[To do]: Counting only lines below that hold "return", give the total alone.

[Given information]:
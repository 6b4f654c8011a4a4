#[cfg(feature = "display-window")]
use imageproc::window;

use image::{ DynamicImage, Rgb, RgbImage };
use imageproc::drawing;

use crate::contour::BoundingBox;
use crate::detect::{ Detection, Strategy };

pub const CANDIDATE_COLOR: Rgb<u8> = Rgb([0, 255, 0]);
pub const CONTOUR_PLATE_COLOR: Rgb<u8> = Rgb([255, 255, 0]);
pub const GROUPED_PLATE_COLOR: Rgb<u8> = Rgb([0, 0, 255]);

/// Outline `b` on the canvas, `thickness` pixels growing inward.
/// Cosmetic only: the stroke is not centered on the box edge.
pub fn draw_box(canvas: &mut RgbImage, b: &BoundingBox, color: Rgb<u8>, thickness: u32) {
    for t in 0..thickness {
        let (width, height) = match (b.width.checked_sub(2 * t), b.height.checked_sub(2 * t)) {
            (Some(w), Some(h)) if w > 0 && h > 0 => (w, h),
            _ => break,
        };
        let inner = BoundingBox::new(b.x + t as i32, b.y + t as i32, width, height);
        if let Some(rect) = inner.to_rect() {
            drawing::draw_hollow_rect_mut(canvas, rect, color);
        }
    }
}

/// Copy of `img` with the letter candidates and the plate drawn on it.
pub fn render_detection(img: &DynamicImage, detection: &Detection) -> RgbImage {
    let mut canvas = img.to_rgb8();
    for candidate in &detection.candidates {
        draw_box(&mut canvas, candidate, CANDIDATE_COLOR, 1);
    }
    let color = match detection.strategy {
        Some(Strategy::Contour) => CONTOUR_PLATE_COLOR,
        Some(Strategy::LetterGrouping) => GROUPED_PLATE_COLOR,
        None => return canvas,
    };
    draw_box(&mut canvas, &detection.plate, color, 2);
    canvas
}

#[cfg(feature = "display-window")]
pub fn display_image(title: &str, img: &RgbImage) {
    let (width, height) = img.dimensions();
    let rgba = DynamicImage::ImageRgb8(img.clone()).to_rgba8();
    window::display_image(title, &rgba, width, height);
}
use anyhow::Result;
use clap::{ Arg, ArgAction, Command };
use tracing::info;
use tracing_subscriber::EnvFilter;

use lpd_rust::{ load_config, utils, LocatorConfig, PlateLocator };


fn main() -> Result<()> {
    tracing_subscriber::fmt()
        .with_env_filter(EnvFilter::try_from_default_env().unwrap_or_else(|_| EnvFilter::new("info")))
        .init();

    let matches = Command::new("LPD")
                    .version("0.1.0")
                    .author("kingrong")
                    .about("Locate a license plate with classical edge and contour heuristics")
                    .arg(Arg::new("INPUT")
                        .help("image file with license plate")
                        .required(true)
                        .index(1))
                    .arg(Arg::new("config")
                        .long("config")
                        .value_name("FILE")
                        .help("JSON file overriding the default thresholds"))
                    .arg(Arg::new("output")
                        .long("output")
                        .short('o')
                        .value_name("FILE")
                        .help("where to write the annotated image"))
                    .arg(Arg::new("dump-dir")
                        .long("dump-dir")
                        .value_name("DIR")
                        .help("write every intermediate raster into DIR"))
                    .arg(Arg::new("display")
                        .long("display")
                        .action(ArgAction::SetTrue)
                        .help("show the result in a window (needs the display-window feature)"))
                    .get_matches();

    let file_name = matches.get_one::<String>("INPUT").ok_or_else(|| anyhow::anyhow!("image is required"))?;
    let config = match matches.get_one::<String>("config") {
        Some(path) => {
            info!("loading config from {}", path);
            load_config(path)?
        }
        None => LocatorConfig::default(),
    };

    let img = image::open(file_name)?;
    info!("loaded {} ({}x{})", file_name, img.width(), img.height());

    let locator = PlateLocator::new(config);
    let now = std::time::Instant::now();
    let located = locator.locate(&img)?;
    info!("pipeline took {:.2?}", now.elapsed());

    let detection = &located.detection;
    match detection.strategy {
        Some(strategy) => {
            let plate = detection.plate;
            println!("plate found by {}: x={} y={} width={} height={}",
                strategy, plate.x, plate.y, plate.width, plate.height);
        }
        None => println!("no plate found"),
    }

    if let Some(dir) = matches.get_one::<String>("dump-dir") {
        located.stages.save(dir)?;
        info!("stages written to {}", dir);
    }

    let rendered = utils::render_detection(&img, detection);
    if let Some(output) = matches.get_one::<String>("output") {
        rendered.save(output)?;
        info!("annotated image written to {}", output);
    }

    if matches.get_flag("display") {
        show(&rendered);
    }

    Ok(())
}

#[cfg(feature = "display-window")]
fn show(img: &image::RgbImage) {
    utils::display_image("detected plate", img);
}

#[cfg(not(feature = "display-window"))]
fn show(_img: &image::RgbImage) {
    tracing::warn!("built without the display-window feature, nothing to show");
}
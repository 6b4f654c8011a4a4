use thiserror::Error;

use std::io::Error as IOError;

#[derive(Debug, Error)]
#[error(transparent)]
pub struct LprError(LprErrorKind);

#[derive(Debug, Error)]
pub enum LprErrorKind {
    /// the caller handed in something the filters can't work on,
    /// e.g. a color raster or an even kernel size
    #[error("precondition violated: {0}")]
    Precondition(String),
    #[error("I/O error: {0}")]
    IOError(#[from] IOError),
    #[error("image error: {0}")]
    ImageError(#[from] image::ImageError),
    #[error("config error: {0}")]
    ConfigError(#[from] serde_json::Error),
}

impl LprError {

    pub fn precondition(msg: impl Into<String>) -> Self {
        Self(LprErrorKind::Precondition(msg.into()))
    }

    pub fn kind(&self) -> &LprErrorKind {
        &self.0
    }

    pub fn is_precondition(&self) -> bool {
        matches!(self.0, LprErrorKind::Precondition(_))
    }
}

impl<T> From<T> for LprError
where T: Into<LprErrorKind>
{
    fn from(e: T) -> Self {
        Self(e.into())
    }
}


#[cfg(test)]
mod test {

    use super::{ LprError, LprErrorKind };

    #[test]
    fn precondition_is_distinguished_from_upstream() {
        let err = LprError::precondition("even kernel size 4");
        assert!(err.is_precondition());
        assert_eq!(err.to_string(), "precondition violated: even kernel size 4");

        let io = std::io::Error::new(std::io::ErrorKind::NotFound, "car.jpg");
        let err: LprError = io.into();
        assert!(!err.is_precondition());
        assert!(matches!(err.kind(), LprErrorKind::IOError(_)));
    }
}
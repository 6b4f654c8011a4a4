use image::GrayImage;
use imageproc::contours::{ find_contours, BorderType, Contour };
use imageproc::rect::Rect;

/// Axis aligned box over raster coordinates.
/// A box with zero area means "nothing found".
#[derive(Debug, Clone, Copy, PartialEq, Eq, Hash, Default)]
pub struct BoundingBox {
    pub x: i32,
    pub y: i32,
    pub width: u32,
    pub height: u32,
}

impl BoundingBox {

    pub const EMPTY: BoundingBox = BoundingBox { x: 0, y: 0, width: 0, height: 0 };

    pub fn new(x: i32, y: i32, width: u32, height: u32) -> Self {
        Self { x, y, width, height }
    }

    pub fn area(&self) -> u64 {
        self.width as u64 * self.height as u64
    }

    pub fn is_empty(&self) -> bool {
        self.area() == 0
    }

    /// width / height
    pub fn aspect_ratio(&self) -> f32 {
        self.width as f32 / self.height as f32
    }

    /// integer center, rounded toward the top left
    pub fn center(&self) -> (i32, i32) {
        (self.x + (self.width / 2) as i32, self.y + (self.height / 2) as i32)
    }

    pub fn right(&self) -> i32 {
        self.x + self.width as i32
    }

    pub fn bottom(&self) -> i32 {
        self.y + self.height as i32
    }

    /// Smallest box holding both. An empty side is ignored.
    pub fn union(&self, other: &BoundingBox) -> BoundingBox {
        if self.is_empty() {
            return *other;
        }
        if other.is_empty() {
            return *self;
        }
        let x = self.x.min(other.x);
        let y = self.y.min(other.y);
        let right = self.right().max(other.right());
        let bottom = self.bottom().max(other.bottom());
        BoundingBox::new(x, y, (right - x) as u32, (bottom - y) as u32)
    }

    pub fn from_points<'a>(points: impl IntoIterator<Item = &'a imageproc::point::Point<i32>>) -> BoundingBox {
        let mut iter = points.into_iter();
        let first = match iter.next() {
            Some(p) => p,
            None => return BoundingBox::EMPTY,
        };
        let (mut min_x, mut min_y, mut max_x, mut max_y) = (first.x, first.y, first.x, first.y);
        for p in iter {
            min_x = min_x.min(p.x);
            min_y = min_y.min(p.y);
            max_x = max_x.max(p.x);
            max_y = max_y.max(p.y);
        }
        // inclusive pixel extent
        BoundingBox::new(min_x, min_y, (max_x - min_x + 1) as u32, (max_y - min_y + 1) as u32)
    }

    /// imageproc rect for drawing, `None` for the empty box
    pub fn to_rect(&self) -> Option<Rect> {
        if self.is_empty() {
            return None;
        }
        Some(Rect::at(self.x, self.y).of_size(self.width, self.height))
    }
}

/// Boxes of the outermost borders in `binary`, in the order the border
/// follower meets them (raster scan). Holes and anything nested inside a hole
/// are skipped.
pub fn external_boxes(binary: &GrayImage) -> Vec<BoundingBox> {
    let contours: Vec<Contour<i32>> = find_contours(binary);
    contours.iter()
        .filter(|c| c.border_type == BorderType::Outer && c.parent.is_none())
        .filter(|c| !c.points.is_empty())
        .map(|c| BoundingBox::from_points(&c.points))
        .collect()
}
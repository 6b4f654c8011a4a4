use serde::Deserialize;

use std::fs;
use std::path::Path;

use crate::detect::{ GroupingParams, LetterParams, PlateParams };
use crate::error::LprError;

/// Every tunable of the locator. `LocatorConfig::default()` is the stock
/// pipeline; a JSON file only needs the keys it wants to change.
#[derive(Debug, Clone, PartialEq, Deserialize)]
#[serde(default)]
pub struct LocatorConfig {
    pub blur: BlurConfig,
    /// binarization level, pixels above it become 255
    pub threshold: u8,
    pub canny: CannyConfig,
    pub dilation: DilationConfig,
    pub plate: PlateParams,
    pub letters: LetterParams,
    pub grouping: GroupingParams,
}

impl Default for LocatorConfig {
    fn default() -> Self {
        Self {
            blur: BlurConfig::default(),
            threshold: 100,
            canny: CannyConfig::default(),
            dilation: DilationConfig::default(),
            plate: PlateParams::default(),
            letters: LetterParams::default(),
            grouping: GroupingParams::default(),
        }
    }
}

#[derive(Debug, Clone, PartialEq, Deserialize)]
#[serde(default)]
pub struct BlurConfig {
    pub kernel_size: u32,
    pub sigma: f64,
}

impl Default for BlurConfig {
    fn default() -> Self {
        Self { kernel_size: 5, sigma: 1.0 }
    }
}

#[derive(Debug, Clone, PartialEq, Deserialize)]
#[serde(default)]
pub struct CannyConfig {
    pub low: f32,
    pub high: f32,
}

impl Default for CannyConfig {
    fn default() -> Self {
        Self { low: 100.0, high: 200.0 }
    }
}

#[derive(Debug, Clone, PartialEq, Deserialize)]
#[serde(default)]
pub struct DilationConfig {
    pub kernel_size: u32,
    pub iterations: u32,
}

impl Default for DilationConfig {
    fn default() -> Self {
        Self { kernel_size: 3, iterations: 2 }
    }
}

pub fn load_config(path: impl AsRef<Path>) -> Result<LocatorConfig, LprError> {
    let data = fs::read_to_string(path)?;
    let config = serde_json::from_str(&data)?;
    Ok(config)
}
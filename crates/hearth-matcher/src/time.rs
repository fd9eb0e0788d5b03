//! Time units and duration qualifiers (`for 2 minutes`, `after 30 seconds`)

use serde::{Deserialize, Serialize};

use crate::context::ParseContext;
use crate::matcher::{match_numeric_expression, MatchResult};
use crate::token::Token;

/// A recognized time unit for duration qualifiers
#[derive(Debug, Clone, Copy, PartialEq, Eq, Serialize, Deserialize)]
#[serde(rename_all = "lowercase")]
pub enum TimeUnit {
    Milliseconds,
    Seconds,
    Minutes,
    Hours,
    Days,
    Weeks,
}

impl TimeUnit {
    /// Milliseconds per one of this unit
    pub const fn millis(&self) -> f64 {
        match self {
            TimeUnit::Milliseconds => 1.0,
            TimeUnit::Seconds => 1_000.0,
            TimeUnit::Minutes => 60_000.0,
            TimeUnit::Hours => 3_600_000.0,
            TimeUnit::Days => 86_400_000.0,
            TimeUnit::Weeks => 604_800_000.0,
        }
    }

    // Literal spellings, longest first so prefixes never shadow full words.
    const PATTERNS: &'static [(&'static str, TimeUnit)] = &[
        ("milliseconds", TimeUnit::Milliseconds),
        ("millisecond", TimeUnit::Milliseconds),
        ("seconds", TimeUnit::Seconds),
        ("second", TimeUnit::Seconds),
        ("minutes", TimeUnit::Minutes),
        ("minute", TimeUnit::Minutes),
        ("hours", TimeUnit::Hours),
        ("weeks", TimeUnit::Weeks),
        ("hour", TimeUnit::Hours),
        ("week", TimeUnit::Weeks),
        ("days", TimeUnit::Days),
        ("day", TimeUnit::Days),
        ("ms", TimeUnit::Milliseconds),
        ("s", TimeUnit::Seconds),
        ("m", TimeUnit::Minutes),
        ("h", TimeUnit::Hours),
        ("d", TimeUnit::Days),
        ("w", TimeUnit::Weeks),
    ];
}

/// A matched duration qualifier: the amount's token stream and its unit
///
/// The amount is an arbitrary numeric expression (`for $x minutes` is legal),
/// so it is evaluated against the variable graph when the qualifier is armed,
/// not when it is parsed.
#[derive(Debug, Clone, PartialEq, Serialize, Deserialize)]
pub struct DurationSpec {
    /// Flat token sequence of the numeric amount
    pub tokens: Vec<Token>,

    /// The recognized time unit
    pub unit: TimeUnit,
}

impl DurationSpec {
    /// A fixed-amount duration
    pub fn literal(amount: f64, unit: TimeUnit) -> Self {
        Self {
            tokens: vec![Token::number(amount)],
            unit,
        }
    }

    /// Convert an evaluated amount into milliseconds
    pub fn to_millis(&self, amount: f64) -> f64 {
        amount * self.unit.millis()
    }
}

/// Match `<numeric expression> <time unit>`
///
/// Fails when the word after the amount is not a recognized time unit, so a
/// fragment like `42 foo` is left for the surrounding predicate/action text.
pub fn match_time_duration(
    input: &str,
    context: &mut ParseContext,
) -> Option<MatchResult<DurationSpec>> {
    let amount = match_numeric_expression(input, context)?;

    let rest = amount.next_input.as_str();
    let (pattern, unit) = TimeUnit::PATTERNS
        .iter()
        .find(|(pattern, _)| {
            rest.strip_prefix(pattern)
                .is_some_and(|after| !after.starts_with(|c: char| c.is_ascii_alphanumeric()))
        })
        .copied()?;

    let matched = format!("{} {}", amount.matched, pattern);
    Some(MatchResult {
        matched,
        next_input: rest[pattern.len()..].trim_start().to_string(),
        value: DurationSpec {
            tokens: amount.value,
            unit,
        },
    })
}

#[cfg(test)]
mod tests {
    use super::*;

    #[test]
    fn test_simple_duration() {
        let mut ctx = ParseContext::new();
        let result = match_time_duration("2 seconds then beep", &mut ctx).unwrap();
        assert_eq!(result.value, DurationSpec::literal(2.0, TimeUnit::Seconds));
        assert_eq!(result.matched, "2 seconds");
        assert_eq!(result.next_input, "then beep");
    }

    #[test]
    fn test_short_unit_spellings() {
        let mut ctx = ParseContext::new();
        assert_eq!(
            match_time_duration("100 ms", &mut ctx).unwrap().value.unit,
            TimeUnit::Milliseconds
        );
        assert_eq!(
            match_time_duration("5 m", &mut ctx).unwrap().value.unit,
            TimeUnit::Minutes
        );
    }

    #[test]
    fn test_longest_unit_spelling_wins() {
        // "seconds" must not stop at the "s" spelling.
        let mut ctx = ParseContext::new();
        let result = match_time_duration("1.5 seconds", &mut ctx).unwrap();
        assert_eq!(result.value.unit, TimeUnit::Seconds);
        assert_eq!(result.next_input, "");
    }

    #[test]
    fn test_unrecognized_unit_is_no_match() {
        let mut ctx = ParseContext::new();
        assert!(match_time_duration("42 foo", &mut ctx).is_none());
    }

    #[test]
    fn test_unit_requires_word_boundary() {
        // "sec" starts with the "s" spelling but is not a unit word.
        let mut ctx = ParseContext::new();
        assert!(match_time_duration("10 sec", &mut ctx).is_none());
    }

    #[test]
    fn test_expression_amount() {
        let mut ctx = ParseContext::new().with_variables(["x"]);
        let result = match_time_duration("$x + 1 minutes", &mut ctx).unwrap();
        assert_eq!(
            result.value.tokens,
            vec![Token::text("$x"), Token::text("+"), Token::number(1.0)]
        );
        assert_eq!(result.value.unit, TimeUnit::Minutes);
    }

    #[test]
    fn test_millis_conversion() {
        let spec = DurationSpec::literal(2.0, TimeUnit::Minutes);
        assert_eq!(spec.to_millis(2.0), 120_000.0);
        assert_eq!(TimeUnit::Seconds.millis(), 1_000.0);
    }
}
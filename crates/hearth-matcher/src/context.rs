//! Per-parse state shared by one top-level parse call

use serde::{Deserialize, Serialize};
use std::collections::{HashMap, HashSet};

/// Accepted argument-count range of a built-in function
#[derive(Debug, Clone, Copy, PartialEq, Eq, Serialize, Deserialize)]
pub struct FunctionSignature {
    /// Minimum number of arguments
    pub min_args: usize,

    /// Maximum number of arguments (`usize::MAX` for unbounded)
    pub max_args: usize,
}

impl FunctionSignature {
    /// A function taking exactly `n` arguments
    pub const fn exact(n: usize) -> Self {
        Self {
            min_args: n,
            max_args: n,
        }
    }

    /// A function taking between `min` and `max` arguments
    pub const fn range(min: usize, max: usize) -> Self {
        Self {
            min_args: min,
            max_args: max,
        }
    }

    /// A variadic function taking at least `n` arguments
    pub const fn at_least(n: usize) -> Self {
        Self {
            min_args: n,
            max_args: usize::MAX,
        }
    }

    /// Check whether a call with `count` arguments is valid
    pub fn accepts(&self, count: usize) -> bool {
        count >= self.min_args && count <= self.max_args
    }

    /// Human-readable description of the accepted range, for error messages
    pub fn describe(&self) -> String {
        match (self.min_args, self.max_args) {
            (min, max) if min == max => format!("{}", min),
            (min, usize::MAX) => format!("at least {}", min),
            (min, max) => format!("{} to {}", min, max),
        }
    }
}

/// Mutable per-parse state
///
/// Holds the names the parse is allowed to reference and collects the
/// human-readable errors encountered along the way. A context is owned by one
/// top-level parse call and never shared across concurrent parses.
#[derive(Debug, Clone, Default)]
pub struct ParseContext {
    /// Known variable names (without the `$` sigil)
    pub variables: HashSet<String>,

    /// Known function names with their accepted argument counts
    pub functions: HashMap<String, FunctionSignature>,

    /// Accumulated parse errors, in the order they were encountered
    pub errors: Vec<String>,
}

impl ParseContext {
    /// Create an empty context
    pub fn new() -> Self {
        Self::default()
    }

    /// Create a context with the given variable names
    pub fn with_variables<I, S>(mut self, names: I) -> Self
    where
        I: IntoIterator<Item = S>,
        S: Into<String>,
    {
        self.variables.extend(names.into_iter().map(Into::into));
        self
    }

    /// Create a context with the given function signatures
    pub fn with_functions<I, S>(mut self, functions: I) -> Self
    where
        I: IntoIterator<Item = (S, FunctionSignature)>,
        S: Into<String>,
    {
        self.functions
            .extend(functions.into_iter().map(|(name, sig)| (name.into(), sig)));
        self
    }

    /// Check whether a variable name is known
    pub fn has_variable(&self, name: &str) -> bool {
        self.variables.contains(name)
    }

    /// Look up a function signature
    pub fn function(&self, name: &str) -> Option<FunctionSignature> {
        self.functions.get(name).copied()
    }

    /// Record a parse error
    pub fn add_error(&mut self, message: impl Into<String>) {
        self.errors.push(message.into());
    }

    /// Check whether any errors were recorded
    pub fn has_errors(&self) -> bool {
        !self.errors.is_empty()
    }

    /// A fresh context with the same known names but no errors
    ///
    /// Used for speculative matches (optional qualifiers) whose errors must
    /// not leak into the owning parse when the match is abandoned.
    pub fn scratch(&self) -> Self {
        Self {
            variables: self.variables.clone(),
            functions: self.functions.clone(),
            errors: Vec::new(),
        }
    }
}

#[cfg(test)]
mod tests {
    use super::*;

    #[test]
    fn test_signature_accepts() {
        assert!(FunctionSignature::exact(2).accepts(2));
        assert!(!FunctionSignature::exact(2).accepts(1));
        assert!(FunctionSignature::at_least(2).accepts(17));
        assert!(!FunctionSignature::at_least(2).accepts(1));
        assert!(FunctionSignature::range(1, 2).accepts(1));
        assert!(!FunctionSignature::range(1, 2).accepts(3));
    }

    #[test]
    fn test_signature_describe() {
        assert_eq!(FunctionSignature::exact(1).describe(), "1");
        assert_eq!(FunctionSignature::at_least(2).describe(), "at least 2");
        assert_eq!(FunctionSignature::range(1, 2).describe(), "1 to 2");
    }

    #[test]
    fn test_context_errors_accumulate_in_order() {
        let mut ctx = ParseContext::new();
        ctx.add_error("first");
        ctx.add_error("second");
        assert!(ctx.has_errors());
        assert_eq!(ctx.errors, vec!["first", "second"]);
    }

    #[test]
    fn test_scratch_drops_errors_keeps_names() {
        let mut ctx = ParseContext::new()
            .with_variables(["a"])
            .with_functions([("min", FunctionSignature::at_least(2))]);
        ctx.add_error("boom");

        let scratch = ctx.scratch();
        assert!(scratch.has_variable("a"));
        assert!(scratch.function("min").is_some());
        assert!(!scratch.has_errors());
    }
}
//! Rule and handler errors

use thiserror::Error;

/// Errors from rule operations
#[derive(Debug, Error)]
pub enum RuleError {
    #[error("Rule not found: {0}")]
    NotFound(String),

    #[error("A rule with id \"{0}\" already exists")]
    AlreadyExists(String),

    #[error("Could not parse rule \"{id}\": {}", errors.join("; "))]
    Parse { id: String, errors: Vec<String> },

    #[error("Evaluation error: {0}")]
    Eval(#[from] hearth_variables::EvalError),
}

/// Result type for rule operations
pub type RuleResult<T> = Result<T, RuleError>;

/// Error raised by a predicate or action handler implementation
///
/// Handler failures are isolated per-handler: they are logged and never abort
/// the evaluation of sibling predicates/actions or other rules.
#[derive(Debug, Clone, Error, PartialEq, Eq)]
#[error("{message}")]
pub struct HandlerError {
    pub message: String,
}

impl HandlerError {
    /// Create a handler error with a message
    pub fn new(message: impl Into<String>) -> Self {
        Self {
            message: message.into(),
        }
    }
}
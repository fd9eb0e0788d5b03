//! Variable definitions as persisted configuration
//!
//! Expression text round-trips as an opaque field; parsing happens when the
//! definition is installed into the manager.

use serde::{Deserialize, Serialize};

use crate::value::Value;

/// One variable definition from configuration
#[derive(Debug, Clone, PartialEq, Serialize, Deserialize)]
#[serde(untagged)]
pub enum VariableConfig {
    /// Expression variable: `{"name": "c", "expression": "$a + $b"}`
    Expression { name: String, expression: String },

    /// Literal variable: `{"name": "a", "value": 5, "unit": "V"}`
    Value {
        name: String,
        value: ScalarConfig,
        #[serde(default, skip_serializing_if = "String::is_empty")]
        unit: String,
    },
}

impl VariableConfig {
    /// The variable name this entry defines
    pub fn name(&self) -> &str {
        match self {
            VariableConfig::Expression { name, .. } => name,
            VariableConfig::Value { name, .. } => name,
        }
    }
}

/// A literal number or text in configuration
#[derive(Debug, Clone, PartialEq, Serialize, Deserialize)]
#[serde(untagged)]
pub enum ScalarConfig {
    Number(f64),
    Text(String),
}

impl ScalarConfig {
    /// Combine with a unit string into a runtime [`Value`]
    pub fn into_value(self, unit: String) -> Value {
        match self {
            ScalarConfig::Number(value) => Value::Number { value, unit },
            ScalarConfig::Text(text) => Value::Text(text),
        }
    }
}

impl VariableConfig {
    /// Build a literal config entry from a runtime [`Value`]
    pub fn from_value(name: impl Into<String>, value: Value) -> Self {
        let (value, unit) = match value {
            Value::Number { value, unit } => (ScalarConfig::Number(value), unit),
            Value::Text(text) => (ScalarConfig::Text(text), String::new()),
        };
        VariableConfig::Value {
            name: name.into(),
            value,
            unit,
        }
    }
}

#[cfg(test)]
mod tests {
    use super::*;

    #[test]
    fn test_config_round_trip() {
        let configs = vec![
            VariableConfig::Value {
                name: "a".to_string(),
                value: ScalarConfig::Number(5.0),
                unit: "V".to_string(),
            },
            VariableConfig::Expression {
                name: "c".to_string(),
                expression: "1*$a+10*$b".to_string(),
            },
        ];

        let json = serde_json::to_string(&configs).unwrap();
        let back: Vec<VariableConfig> = serde_json::from_str(&json).unwrap();
        assert_eq!(back, configs);
    }

    #[test]
    fn test_config_from_json_text() {
        let json = r#"[
            {"name": "greeting", "value": "hello"},
            {"name": "twice", "expression": "$greeting $greeting"}
        ]"#;

        let configs: Vec<VariableConfig> = serde_json::from_str(json).unwrap();
        assert_eq!(configs[0].name(), "greeting");
        assert!(matches!(&configs[1], VariableConfig::Expression { .. }));
    }
}
//! Evaluation and expression-parse errors

use thiserror::Error;

/// Errors from expression parsing and evaluation
#[derive(Debug, Clone, Error, PartialEq)]
pub enum EvalError {
    #[error("Could not parse expression: {}", errors.join("; "))]
    Parse { errors: Vec<String> },

    #[error("Dependency cycle detected for variable {0}")]
    DependencyCycle(String),

    #[error("Variable {0} is not defined")]
    UndefinedVariable(String),

    #[error("Function {0} is not defined")]
    UndefinedFunction(String),

    #[error("Cannot {op} a value in {left} and a value in {right}")]
    UnitMismatch {
        op: &'static str,
        left: String,
        right: String,
    },

    #[error("Expected a number, got \"{0}\"")]
    NotANumber(String),

    #[error("Malformed token sequence: {0}")]
    MalformedTokens(String),
}

impl EvalError {
    /// Wrap accumulated parse-context errors, with a fallback message when
    /// the matcher failed without recording a specific one
    pub fn parse(errors: Vec<String>, fallback: impl Into<String>) -> Self {
        if errors.is_empty() {
            EvalError::Parse {
                errors: vec![fallback.into()],
            }
        } else {
            EvalError::Parse { errors }
        }
    }
}

/// Result type for evaluation operations
pub type EvalResult<T> = Result<T, EvalError>;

[Your response]: 5